Yesterday, I had an experience I hadn’t entirely anticipated having at this stage of my life: I got fingerprinted by the Cambridge Police Department.
The biotech company where I work part-time is planning to start selling products that require them to have a particularly lethal neurotoxin on premises, as well as some other chemicals that can be used in the creation of narcotics. Those substances will be kept in a secure area, but anyone who has to have access to said area has had to go through a security clearance process that includes having fingerprints on file with the FBI’s bioterrorism unit. As one of the IT guys, I will have to have access to the Chamber Of Death, so off I went to the Cambridge PD at lunchtime. There, in a small room, a young woman firmly took each of my fingers, rolled them on an inkpad, and pressed them onto a pair of cards to be sent to the Feds.
I remarked to her that I was surprised that the process had not gone digital. Digital fingerprinting is actually pretty common these days. She informed me that they do, in fact, have a digital system in the booking area where arrestees are processed because it’s faster and easier, which is key when dealing with uncooperative people, but the traditional ink print is still preferred. The room where she fingerprinted me was only just around the corner from the front entrance of what is a fairly large building, so it must be a common enough procedure to do non-arrest-related prints.

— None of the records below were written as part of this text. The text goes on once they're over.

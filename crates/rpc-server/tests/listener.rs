//! Listener tests over the in-memory broker.

use std::sync::Arc;
use std::sync::atomic::{AtomicUsize, Ordering};
use std::time::Duration;

use async_trait::async_trait;
use futures::StreamExt;
use mqrpc_broker::{
    Broker, ConsumeOptions, DeliveryStream, Message, MessageProperties, QueueOptions,
};
use mqrpc_broker_memory::{Error as MemoryError, MemoryBroker};
use mqrpc_core::marshaller::StringMarshaller;
use mqrpc_core::protocol::{DEFAULT_REQUEST_QUEUE, REQUEST_CONTENT_TYPE, RESPONSE_CONTENT_TYPE};
use mqrpc_core::{Code, Method, RequestEnvelope, ResponseEnvelope, Status};
use mqrpc_server::{
    Error, ListenerOptions, MethodRegistry, RpcListener, ServiceOptions, SingletonActivator,
};
use tokio::sync::{Barrier, Notify};
use tokio::time::timeout;
use tracing_test::traced_test;

struct Greeter {
    barrier: Barrier,
    started: Notify,
}

impl Default for Greeter {
    fn default() -> Self {
        Self {
            barrier: Barrier::new(2),
            started: Notify::new(),
        }
    }
}

fn registry(greeter: Arc<Greeter>) -> MethodRegistry {
    let registry = MethodRegistry::new();
    registry
        .bind_service::<Greeter>(
            Arc::new(SingletonActivator::new(greeter)),
            &ServiceOptions::default(),
        )
        .unwrap()
        .add_unary(
            Method::unary("Greet", "SayHello", StringMarshaller, StringMarshaller),
            |_, name: String, _| async move { Ok(Some(format!("Hello {name}"))) },
        )
        .unwrap()
        .add_unary(
            Method::unary("Greet", "Rendezvous", StringMarshaller, StringMarshaller),
            |greeter: Arc<Greeter>, name: String, _| async move {
                greeter.barrier.wait().await;
                Ok(Some(name))
            },
        )
        .unwrap()
        .add_unary(
            Method::unary("Greet", "WaitForCancel", StringMarshaller, StringMarshaller),
            |greeter: Arc<Greeter>, _name: String, context| async move {
                greeter.started.notify_one();
                tokio::select! {
                    () = context.cancellation_token().cancelled() => {
                        Ok(Some(format!("cancelled, deadline set: {}", context.deadline().is_some())))
                    }
                    () = tokio::time::sleep(Duration::from_secs(30)) => Err(Status::internal("not cancelled")),
                }
            },
        )
        .unwrap();
    registry
}

async fn start(
    greeter: Arc<Greeter>,
    workers: usize,
) -> (MemoryBroker, RpcListener<MemoryBroker>) {
    let broker = MemoryBroker::new();
    let listener = RpcListener::new(
        broker.clone(),
        Arc::new(registry(greeter)),
        ListenerOptions::default().with_workers(workers),
    );
    listener.start().await.unwrap();
    (broker, listener)
}

async fn reply_queue(broker: &MemoryBroker) -> (String, DeliveryStream) {
    let queue = broker
        .declare_queue(QueueOptions::server_named())
        .await
        .unwrap();
    let replies = broker
        .consume(&queue, ConsumeOptions::default())
        .await
        .unwrap();
    (queue, replies)
}

async fn send(
    broker: &MemoryBroker,
    reply_to: &str,
    correlation_id: &str,
    body: impl Into<bytes::Bytes>,
    expiration: Option<Duration>,
) {
    let mut properties = MessageProperties::default()
        .with_content_type(REQUEST_CONTENT_TYPE)
        .with_correlation_id(correlation_id)
        .with_reply_to(reply_to);
    if let Some(expiration) = expiration {
        properties = properties.with_expiration(expiration);
    }

    broker
        .publish(
            DEFAULT_REQUEST_QUEUE,
            Message::new(body).with_properties(properties),
        )
        .await
        .unwrap();
}

async fn receive(replies: &mut DeliveryStream) -> (ResponseEnvelope, MessageProperties) {
    let delivery = timeout(Duration::from_secs(5), replies.next())
        .await
        .expect("timed out waiting for reply")
        .expect("reply stream ended");
    let properties = delivery.message().properties.clone();
    let response = ResponseEnvelope::decode(&delivery.message().body).unwrap();
    delivery.ack().await.unwrap();
    (response, properties)
}

fn request(service: &str, method: &str, body: &str) -> bytes::Bytes {
    RequestEnvelope::new(service, method, body.to_string())
        .encode()
        .unwrap()
}

#[tokio::test]
async fn test_unary_call_round_trip() {
    let (broker, listener) = start(Arc::default(), 4).await;
    let (queue, mut replies) = reply_queue(&broker).await;

    send(
        &broker,
        &queue,
        "call-1",
        request("Greet", "Greet.SayHello", "GreeterClient"),
        None,
    )
    .await;
    let (response, properties) = receive(&mut replies).await;

    assert!(response.status.is_ok());
    assert_eq!(response.body.as_deref(), Some(&b"Hello GreeterClient"[..]));
    assert_eq!(properties.correlation_id.as_deref(), Some("call-1"));
    assert_eq!(properties.content_type.as_deref(), Some(RESPONSE_CONTENT_TYPE));
    assert!(properties.timestamp.is_some());

    listener.shutdown().await.unwrap();
}

#[tokio::test]
#[traced_test]
async fn test_unknown_service_replies_not_found() {
    let (broker, listener) = start(Arc::default(), 1).await;
    let (queue, mut replies) = reply_queue(&broker).await;

    send(&broker, &queue, "call-1", request("Foo", "Foo.Bar", ""), None).await;
    let (response, _) = receive(&mut replies).await;

    assert_eq!(response.status.code(), Code::NotFound);
    assert!(response.body.is_none());
    assert!(logs_contain("service Foo is unimplemented"));

    listener.shutdown().await.unwrap();
}

#[tokio::test]
#[traced_test]
async fn test_unknown_method_replies_not_found() {
    let (broker, listener) = start(Arc::default(), 1).await;
    let (queue, mut replies) = reply_queue(&broker).await;

    send(
        &broker,
        &queue,
        "call-1",
        request("Greet", "Greet.SayGoodbye", ""),
        None,
    )
    .await;
    let (response, _) = receive(&mut replies).await;

    assert_eq!(response.status.code(), Code::NotFound);
    assert!(logs_contain("method Greet.SayGoodbye of service Greet is unimplemented"));

    listener.shutdown().await.unwrap();
}

#[tokio::test]
async fn test_malformed_envelope_replies_internal() {
    let (broker, listener) = start(Arc::default(), 1).await;
    let (queue, mut replies) = reply_queue(&broker).await;

    send(&broker, &queue, "call-1", &b"not cbor"[..], None).await;
    let (response, properties) = receive(&mut replies).await;

    assert_eq!(response.status.code(), Code::Internal);
    assert_eq!(response.status.message(), "Failed to parse request envelope");
    assert_eq!(properties.correlation_id.as_deref(), Some("call-1"));
    assert_eq!(broker.message_count(DEFAULT_REQUEST_QUEUE), Some(0));

    listener.shutdown().await.unwrap();
}

#[tokio::test]
async fn test_expiration_cancels_call() {
    let (broker, listener) = start(Arc::default(), 1).await;
    let (queue, mut replies) = reply_queue(&broker).await;

    send(
        &broker,
        &queue,
        "call-1",
        request("Greet", "Greet.WaitForCancel", ""),
        Some(Duration::from_millis(100)),
    )
    .await;
    let (response, _) = receive(&mut replies).await;

    assert!(response.status.is_ok());
    assert_eq!(
        response.body.as_deref(),
        Some(&b"cancelled, deadline set: true"[..])
    );

    listener.shutdown().await.unwrap();
}

#[tokio::test]
async fn test_workers_handle_calls_in_parallel() {
    // Both calls must be inside the handler at once to pass the barrier.
    let (broker, listener) = start(Arc::default(), 2).await;
    let (queue, mut replies) = reply_queue(&broker).await;

    send(&broker, &queue, "a", request("Greet", "Greet.Rendezvous", "a"), None).await;
    send(&broker, &queue, "b", request("Greet", "Greet.Rendezvous", "b"), None).await;

    let (first, _) = receive(&mut replies).await;
    let (second, _) = receive(&mut replies).await;

    assert!(first.status.is_ok());
    assert!(second.status.is_ok());

    listener.shutdown().await.unwrap();
}

#[tokio::test]
async fn test_start_twice_fails() {
    let (_broker, listener) = start(Arc::default(), 1).await;

    assert!(matches!(listener.start().await, Err(Error::AlreadyStarted)));

    listener.shutdown().await.unwrap();
}

#[tokio::test]
async fn test_shutdown_requeues_in_flight_call() {
    let greeter = Arc::new(Greeter::default());
    let (broker, listener) = start(Arc::clone(&greeter), 1).await;
    let (queue, mut replies) = reply_queue(&broker).await;

    send(
        &broker,
        &queue,
        "call-1",
        request("Greet", "Greet.WaitForCancel", ""),
        None,
    )
    .await;
    timeout(Duration::from_secs(5), greeter.started.notified())
        .await
        .unwrap();

    timeout(Duration::from_secs(5), listener.shutdown())
        .await
        .unwrap()
        .unwrap();

    assert_eq!(broker.message_count(DEFAULT_REQUEST_QUEUE), Some(1));
    assert!(
        timeout(Duration::from_millis(200), replies.next())
            .await
            .is_err()
    );
}

/// Memory broker that refuses to open consumers once its allowance runs out.
#[derive(Clone, Debug)]
struct LimitedBroker {
    allowance: Arc<AtomicUsize>,
    inner: MemoryBroker,
}

#[async_trait]
impl Broker for LimitedBroker {
    type Error = MemoryError;

    async fn declare_queue(&self, options: QueueOptions) -> Result<String, Self::Error> {
        self.inner.declare_queue(options).await
    }

    async fn consume(
        &self,
        queue: &str,
        options: ConsumeOptions,
    ) -> Result<DeliveryStream, Self::Error> {
        self.allowance
            .fetch_update(Ordering::SeqCst, Ordering::SeqCst, |n| n.checked_sub(1))
            .map_err(|_| MemoryError::Closed)?;
        self.inner.consume(queue, options).await
    }

    async fn publish(&self, queue: &str, message: Message) -> Result<(), Self::Error> {
        self.inner.publish(queue, message).await
    }

    async fn delete_queue(&self, queue: &str) -> Result<(), Self::Error> {
        self.inner.delete_queue(queue).await
    }

    async fn close(&self) -> Result<(), Self::Error> {
        self.inner.close().await
    }
}

#[tokio::test]
async fn test_failed_start_leaves_no_workers_and_can_be_retried() {
    let broker = LimitedBroker {
        allowance: Arc::new(AtomicUsize::new(2)),
        inner: MemoryBroker::new(),
    };
    let listener = RpcListener::new(
        broker.clone(),
        Arc::new(registry(Arc::default())),
        ListenerOptions::default().with_workers(3),
    );

    assert!(matches!(listener.start().await, Err(Error::Broker(_))));
    assert_eq!(broker.inner.consumer_count(DEFAULT_REQUEST_QUEUE), Some(0));

    broker.allowance.store(usize::MAX, Ordering::SeqCst);
    listener.start().await.unwrap();
    assert_eq!(broker.inner.consumer_count(DEFAULT_REQUEST_QUEUE), Some(3));

    let (queue, mut replies) = reply_queue(&broker.inner).await;
    send(
        &broker.inner,
        &queue,
        "call-1",
        request("Greet", "Greet.SayHello", "again"),
        None,
    )
    .await;
    let (response, _) = receive(&mut replies).await;
    assert_eq!(response.body.as_deref(), Some(&b"Hello again"[..]));

    listener.shutdown().await.unwrap();
    assert_eq!(broker.inner.consumer_count(DEFAULT_REQUEST_QUEUE), Some(0));
}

As I alluded to above, I also had to have a basic criminal background check, the result of which is that I now have some clearance number from the FBI that I can use if I go to another job that requires such things. I assume the same holds true of the prints — once they’re on file I doubt they ever have to be done again. Now that I’m marked man, though, whatever madcap crime spree I may or may not have been planning will be all that easier to foil. Curses!